The just-delivered papal discourse to representatives of the Muslim community of Cologne has been released. Intriguing excerpts:
I am certain that I echo your own thoughts when I bring up as one of our concerns the spread of terrorism. Terrorist activity is continually recurring in various parts of the world, sowing death and destruction, and plunging many of our brothers and sisters into grief and despair. Those who instigate and plan these attacks eviently wish to poison our relations, making use of all means, including religion, to oppose every attempt to build a peaceful, fair and serene life together. Terrorism of any kind is a perverse and cruel decision which shows contempt for the sacred right to life and undermines the very foundations of all civil society.

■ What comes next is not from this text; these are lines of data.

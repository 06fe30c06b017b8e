use serde::Serialize;

/// A multiple-choice question with exactly four options.
///
/// `answer` is expected to be one of `options`; nothing enforces it at runtime.
#[derive(Debug, Clone, PartialEq, Eq, Serialize)]
pub struct QuizQuestion {
    pub question: String,
    pub options: [String; 4],
    pub answer: String,
}

impl QuizQuestion {
    pub fn new(question: &str, options: [&str; 4], answer: &str) -> Self {
        Self {
            question: question.to_string(),
            options: options.map(str::to_string),
            answer: answer.to_string(),
        }
    }

    /// Whether `answer` matches one of the options exactly.
    pub fn answer_is_an_option(&self) -> bool {
        self.options.iter().any(|o| o == &self.answer)
    }
}

#[derive(Debug, Serialize)]
pub struct QuizResponse<'a> {
    pub quiz: &'a [QuizQuestion],
}
//! Inference adapter wrapping the summarization model.
//!
//! The adapter is built once at startup. If the model cannot be initialized
//! it stays unavailable for the life of the process; every other route keeps
//! working.

use crate::models::ExplainResponse;
use crate::services::summarizer::{Summarizer, SummarizerError, SummaryParams};
use metrics::counter;
use std::future::Future;
use std::sync::Arc;

/// Answer returned while no model is available.
pub const MODEL_NOT_READY_MESSAGE: &str = "AI model is not ready. Please try later.";

enum InferenceState {
    Ready(Arc<dyn Summarizer>),
    Unavailable { reason: String },
}

pub struct InferenceAdapter {
    state: InferenceState,
}

impl InferenceAdapter {
    /// Await one initialization attempt and record its outcome.
    pub async fn initialize<S, F>(init: F) -> Self
    where
        S: Summarizer + 'static,
        F: Future<Output = Result<S, SummarizerError>>,
    {
        match init.await {
            Ok(summarizer) => {
                tracing::info!(model = %summarizer.model_id(), "Summarization model ready");
                Self::ready(Arc::new(summarizer))
            }
            Err(e) => {
                tracing::error!(error = %e, "Model load failed; explain endpoint disabled");
                Self::unavailable(e.to_string())
            }
        }
    }

    pub fn ready(summarizer: Arc<dyn Summarizer>) -> Self {
        Self {
            state: InferenceState::Ready(summarizer),
        }
    }

    pub fn unavailable(reason: impl Into<String>) -> Self {
        Self {
            state: InferenceState::Unavailable {
                reason: reason.into(),
            },
        }
    }

    pub fn is_ready(&self) -> bool {
        matches!(self.state, InferenceState::Ready(_))
    }

    /// Why the model is unavailable, if it is.
    pub fn unavailable_reason(&self) -> Option<&str> {
        match &self.state {
            InferenceState::Ready(_) => None,
            InferenceState::Unavailable { reason } => Some(reason),
        }
    }

    /// Summarize `question` with the fixed explain bounds.
    ///
    /// Never fails: unavailability and model errors are both reported in the
    /// returned value.
    pub async fn explain(&self, question: &str) -> ExplainResponse {
        let summarizer = match &self.state {
            InferenceState::Ready(s) => s,
            InferenceState::Unavailable { .. } => {
                counter!("summarizer_requests_total", "outcome" => "unavailable").increment(1);
                return ExplainResponse::Answer(MODEL_NOT_READY_MESSAGE.to_string());
            }
        };

        let result = summarizer
            .summarize(question, &SummaryParams::EXPLAIN)
            .await
            .and_then(|summaries| {
                summaries.into_iter().next().ok_or_else(|| {
                    SummarizerError::InvalidResponse("model returned no summaries".to_string())
                })
            });

        match result {
            Ok(summary) => {
                counter!("summarizer_requests_total", "outcome" => "ok").increment(1);
                ExplainResponse::Answer(summary.summary_text)
            }
            Err(e) => {
                tracing::warn!(
                    model = %summarizer.model_id(),
                    error = %e,
                    "Summarization failed"
                );
                counter!("summarizer_requests_total", "outcome" => "error").increment(1);
                ExplainResponse::Error(e.to_string())
            }
        }
    }
}
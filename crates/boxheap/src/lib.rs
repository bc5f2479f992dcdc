//! Per-box heap allocation core for an isolated-execution monitor.
//!
//! Each isolated execution domain ("box") owns a private heap. This crate
//! multiplexes the runtime's allocation entry points onto the heap of the
//! box that is currently executing, so that one box's allocator failures or
//! corruption never leak into another box's memory.
//!
//! The pieces, leaf first:
//!
//! - [`pool::BlockPool`]: seam to the fixed-pool block allocator that
//!   manages a single contiguous region ([`mem_pool::MemPool`] by default)
//! - [`page_source::PageSource`]: grants and revokes fixed-size physical
//!   pages; [`page_source::FixedPagePool`] is the built-in implementation
//! - [`allocator::HeapAllocator`]: one logical heap spanning either a
//!   caller-owned region or several independently granted pages, searched
//!   first-fit in page order
//! - [`selector::BoxContext`]: per-box state deciding which allocator
//!   backs "the heap" right now, with exactly-once lazy initialization of
//!   the box's process heap
//! - [`hooks`]: the thin adapter the runtime's `malloc`/`realloc`/`free`
//!   are redirected to, including a [`core::alloc::GlobalAlloc`] wrapper
//!
//! # Example
//!
//! ```rust,ignore
//! use boxheap::{BoxContext, box_free, box_malloc};
//!
//! // The monitor reserves a process heap region per box at creation time.
//! let ctx = unsafe { BoxContext::new(process_heap_base, process_heap_size) };
//!
//! // First allocation lazily turns the process heap into a pool-backed
//! // allocator; later calls reuse it.
//! let ptr = box_malloc(&ctx, 64);
//! box_free(&ctx, ptr);
//! ```

#![no_std]
#![cfg_attr(coverage_nightly, feature(coverage_attribute))]

extern crate alloc;
#[cfg(test)]
extern crate std;

pub mod allocator;
pub mod hooks;
pub mod page_source;
pub mod pool;
pub mod selector;

pub use crate::{
    allocator::{CreateError, DestroyError, HeapAllocator},
    hooks::{
        CurrentBox, RuntimeHeap, box_free, box_free_p, box_malloc, box_malloc_p, box_realloc,
        box_realloc_p,
    },
    page_source::{FixedPagePool, PageGrantError, PageReleaseError, PageSource},
    pool::{BlockPool, MemPoolBackend},
    selector::{ActiveHeapError, BoxContext, HeapRef},
};
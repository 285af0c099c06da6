//! TUI用端末の初期化と復元。

use anyhow::Result;
use crossterm::{
    execute,
    terminal::{EnterAlternateScreen, LeaveAlternateScreen, disable_raw_mode, enable_raw_mode},
};
use ratatui::{Terminal, backend::CrosstermBackend};
use std::io::{self, Stdout};

/// アプリ全体で使う端末型。
pub type Tui = Terminal<CrosstermBackend<Stdout>>;

/// 代替画面へ切り替え、rawモードを有効化する。
pub fn init_terminal() -> Result<Tui> {
    // パニック時にも端末が壊れたままにならないようフックを仕込む。
    install_panic_hook();
    // キー入力を即時に受け取れるようrawモードへ切り替える。
    enable_raw_mode()?;
    let mut stdout = io::stdout();
    execute!(stdout, EnterAlternateScreen)?;
    let backend = CrosstermBackend::new(stdout);
    let mut terminal = Terminal::new(backend)?;
    // 前回の描画が残らないよう最初に消去する。
    terminal.clear()?;
    Ok(terminal)
}

/// 終了時に端末状態を元に戻す。
pub fn restore_terminal() -> Result<()> {
    disable_raw_mode()?;
    execute!(io::stdout(), LeaveAlternateScreen)?;
    Ok(())
}

/// 既存のパニックフックの前に端末を復元する。
fn install_panic_hook() {
    let previous = std::panic::take_hook();
    std::panic::set_hook(Box::new(move |info| {
        // 復元に失敗してもパニック表示は続ける。
        let _ = restore_terminal();
        tracing::error!("panic: {info}");
        previous(info);
    }));
}
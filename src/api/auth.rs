//! Login/logout against the API and the local session store.

use anyhow::Result;

use super::{
    ApiClient,
    models::{LoginRequest, LoginResponse},
};
use crate::error::RemoteError;

impl ApiClient {
    /// Authenticate and persist the session on success.
    pub async fn login(&self, username: &str, password: &str) -> Result<LoginResponse, RemoteError> {
        let rb = self
            .http
            .post(self.url("auth/login"))
            .json(&LoginRequest { username, password });
        // Login never carries a stale token.
        let resp = rb.send().await?;
        let resp = super::ensure_success(resp).await?;
        let login = resp
            .json::<LoginResponse>()
            .await
            .map_err(|e| RemoteError::from(e).or_generic("An unexpected error occurred"))?;

        self.session
            .save_login(&login)
            .await
            .map_err(|e| RemoteError::new(format!("Failed to save session: {e}")))?;
        tracing::info!("logged in as {} ({:?})", login.user.username, login.user.role);
        Ok(login)
    }

    /// Drop the local session.
    pub async fn logout(&self) -> Result<()> {
        self.session.clear().await?;
        tracing::info!("logged out");
        Ok(())
    }
}
/// チャット画面のキー処理。
async fn handle_chat_key(app: &mut App, k: KeyEvent) -> Result<bool> {
    let sc = &app.shortcuts.chat;

    if shortcuts::matches_shortcut(&k, &sc.back) {
        // 接続を閉じて詳細画面へ戻る。
        app.worker_tx.send(WorkerCmd::Chat(ChatCmd::Close)).await?;
        app.chat = None;
        app.ui.screen = Screen::Detail;
        if let Some(item) = app.detail.data() {
            let id = item.delivery.id;
            app.worker_tx.send(WorkerCmd::OpenDelivery(id)).await?;
        }
    } else if shortcuts::matches_shortcut(&k, &sc.compose) {
        app.input_box = Some(InputBoxState::new(
            "Message:",
            "",
            InputCallbackId::ChatMessage,
        ));
    } else if shortcuts::matches_shortcut(&k, &sc.load_older) {
        app.worker_tx
            .send(WorkerCmd::Chat(ChatCmd::LoadOlder))
            .await?;
    } else if shortcuts::matches_shortcut(&k, &sc.dismiss_error) {
        app.worker_tx
            .send(WorkerCmd::Chat(ChatCmd::ClearError))
            .await?;
    }

    Ok(false)
}

/// 商品管理画面のキー処理。
async fn handle_products_key(app: &mut App, k: KeyEvent) -> Result<bool> {
    let sc = app.shortcuts.products.clone();
    let count = app.products.items().len();

    if shortcuts::matches_shortcut(&k, &sc.back) {
        app.ui.screen = Screen::Deliveries;
        return Ok(false);
    }
    // 役割が変わっていた場合に備え、画面内の操作も毎回確認する。
    if !require_role(app, UserRole::Supervisor, "manage products") {
        return Ok(false);
    }

    if shortcuts::matches_shortcut(&k, &sc.refresh) {
        send_products(app, ProductCmd::Load).await?;
    } else if shortcuts::matches_shortcut(&k, &sc.down) {
        if app.ui.selected_product + 1 < count {
            app.ui.selected_product += 1;
        }
    } else if shortcuts::matches_shortcut(&k, &sc.up) {
        app.ui.selected_product = app.ui.selected_product.saturating_sub(1);
    } else if shortcuts::matches_shortcut(&k, &sc.add) {
        // SKUから順に入力させる。
        app.input_box = Some(InputBoxState::new(
            "New product SKU:",
            "",
            InputCallbackId::NewProductSku,
        ));
    } else if let Some(p) = app.products.items().get(app.ui.selected_product).cloned() {
        if shortcuts::matches_shortcut(&k, &sc.edit) {
            // SKUは固定のまま名称→単位を編集する。
            app.input_box = Some(InputBoxState::new(
                format!("Name of {}:", p.sku),
                p.name,
                InputCallbackId::EditProductName {
                    id: p.id,
                    unit: p.unit,
                },
            ));
        } else if shortcuts::matches_shortcut(&k, &sc.delete) {
            // 誤操作防止のため確認を取る。
            app.input_box = Some(InputBoxState::new(
                format!("Delete {} ({})? type y to confirm:", p.name, p.sku),
                "",
                InputCallbackId::DeleteProduct(p.id),
            ));
        }
    }

    Ok(false)
}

If together we can succeed in eliminating from hearts any trace of rancour, in resisting every form of intolerance and in opposing every manifestation of violence, we will turn back the wave of cruel fanaticism that endangers the lives of so many people and hinders progress towards world peace. The task is difficult but not impossible. The believer knows that, despite his weakness, he can count on the spiritual power of prayer.

Past experience teaches us that relations between Christians and Muslims have not always been marked by mutual respect and understanding. How many pages of history record battles and even wars that have been waged, with both sides invoking the name of God, as if fighting and killing the enemy could be pleasing to him. The recollection of these sad events should fill us with shame, for we know only too well what atrocities have been committed in the name of religion. The lessons of the past must help us to avoid repeating the same mistakes. We must seek paths of reconciliation and learn to live with respect for each other’s identity. The defence of religious freedom, in this sense, is a permanent imperative and respect for minorities is a clear sign of true civilization.
Assimilation, social justice and an attack on fundamentalism.... Just as expected. And he closed with an appeal to common mission:
You, my esteemed friends, represent some Muslim communities from this country where I was born, where I studied and where I lived for a good part of my life. That is why I wanted to meet you. You guide Muslim believers and train them in the Islamic faith. Teaching is the vehicle through which ideas and convictions are transmitted. Words are highly influential in the education of the mind. You, therefore, have a great responsibility for the formation of the younger generation. As Christians and Muslims, we must face together the many challenges of our time. There is no room for apathy and disengagement, and even less for partiality and sectarianism. We must not yield to fear or pessimism. Rather, we must cultivate optimism and hope. Interreligious and intercultural dialogue between Christians and Muslims cannot be reduced to an optional extra. It is in fact a vital necessity, on which in large measure our future depends. Young people from many parts of the world are here in Cologne as living witnesses of solidarity, brotherhood and love. They are the first fruits of a new dawn for humanity.
Speaking of the love and importance of teaching, the vigil begins in 20 minutes.